1

I recently conducted a survey comparing the generated responses of 2 chatbots. Each participant was asked to complete two tasks:

  1. Select a generated response as "best" between 2 generated responses.
  2. Rate a generated response with a number from 1 (very bad) to 5 (excellent). This task was done 2 times one for each chatbot.

Each participant completed the survey once.

So according to the 1st task, I gathered $N=308$ samples, from which $N_1=170$ prefer the 1st response while the remaining $N_2=138$ the 2nd one. Consequently, I have a ~55% win rate of the 1st chatbot.

According to the 2nd task, I gathered $N=308$ samples for each chatbot.

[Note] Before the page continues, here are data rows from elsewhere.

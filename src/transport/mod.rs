//! Transport module for Sockrelay
//!
//! This module provides socket options, a bounded TCP connect, and the
//! `Connector` abstraction the session supervisor uses to open its
//! upstream transport.

use crate::config::TcpConfig;
use crate::error::RelayError;
use async_trait::async_trait;
use std::fmt::Debug;
use std::time::Duration;
use tokio::io::{AsyncRead, AsyncWrite};
use tokio::net::TcpStream;

/// Socket options for configuring connections
#[derive(Debug, Clone, PartialEq, Eq)]
pub struct SocketOpts {
    /// Enable TCP_NODELAY
    pub nodelay: bool,
    /// TCP keepalive timeout
    pub keepalive_secs: Option<u64>,
    /// TCP keepalive interval
    pub keepalive_interval: Option<u64>,
}

impl Default for SocketOpts {
    fn default() -> Self {
        SocketOpts::from_tcp_config(&TcpConfig::default())
    }
}

impl SocketOpts {
    /// Create socket options from TCP config
    pub fn from_tcp_config(config: &TcpConfig) -> Self {
        SocketOpts {
            nodelay: config.nodelay,
            keepalive_secs: Some(config.keepalive_secs),
            keepalive_interval: Some(config.keepalive_interval),
        }
    }

    /// Apply socket options to a TCP stream
    pub fn apply(&self, stream: &TcpStream) -> std::io::Result<()> {
        stream.set_nodelay(self.nodelay)?;

        if let (Some(timeout), Some(interval)) = (self.keepalive_secs, self.keepalive_interval) {
            let socket = socket2::SockRef::from(stream);
            let keepalive = socket2::TcpKeepalive::new()
                .with_time(Duration::from_secs(timeout))
                .with_interval(Duration::from_secs(interval));
            socket.set_tcp_keepalive(&keepalive)?;
        }

        Ok(())
    }

    /// Apply options, logging instead of failing
    pub fn hint(&self, stream: &TcpStream) {
        if let Err(e) = self.apply(stream) {
            tracing::warn!("Failed to apply socket options: {}", e);
        }
    }
}

/// Opens the upstream transport for one session
///
/// Each call yields a fresh, exclusively owned stream that is already
/// positioned at the start of the tunneled payload.
#[async_trait]
pub trait Connector: Debug + Send + Sync + 'static {
    /// The stream type produced by this connector
    type Stream: AsyncRead + AsyncWrite + Unpin + Send + Debug + 'static;

    /// Open a new upstream transport
    async fn connect(&self) -> Result<Self::Stream, RelayError>;
}

/// Connect to `host:port` over TCP within `timeout`
///
/// Both connect failures and timeouts are reported as
/// [`RelayError::ProxyUnreachable`].
pub async fn connect_tcp(
    host: &str,
    port: u16,
    timeout: Duration,
    opts: &SocketOpts,
) -> Result<TcpStream, RelayError> {
    let unreachable = |source: std::io::Error| RelayError::ProxyUnreachable {
        addr: format!("{}:{}", host, port),
        source,
    };

    let stream = tokio::time::timeout(timeout, TcpStream::connect((host, port)))
        .await
        .map_err(|_| {
            unreachable(std::io::Error::new(
                std::io::ErrorKind::TimedOut,
                format!("connect timed out after {:?}", timeout),
            ))
        })?
        .map_err(unreachable)?;

    opts.hint(&stream);
    tracing::debug!("TCP connection established to {}:{}", host, port);

    Ok(stream)
}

The average rating of the 1st chatbot is $μ_1=3.5$ and of the 2nd is $μ_2=3.37$.

I would like to test the statistical significance of the above results. (For the 2nd task I thought that using an independent one-tailed t-test was a good idea but the normality criterion is violated). Which test method I should use for each task?

1 Answers1

0

(1) I assume you want to test $H_0: p=.5$ vs. $H_a: p>.5.$ Under $H_0,$ the number of successes is $X \sim \mathsf{Binom}(n=408, p=.5),$ and the P-value of this right-tailed test is $$P(X \ge 178\,|\,H_0) = 1 - P(X\le 177\,|\,H_0) = 0.0037 < 0.05$$, by an exact binomial computation in R (below), so you will reject $H_0$ in favor of $H_a$ at the 5% level (also at the 0.5% level).

1 - pbinom(177, 308, .5)
[1] 0.003652809

Your estimate $\hat p \approx 0.55$ of the success probability $p$ is incorrect, it should be $\hat p = 178/308 = 0.578.$

Unless you are regularly using technology such as a statistical calculator or statistical computer software, in your course, I don't suppose you are expected to compute the exact binomial P-value.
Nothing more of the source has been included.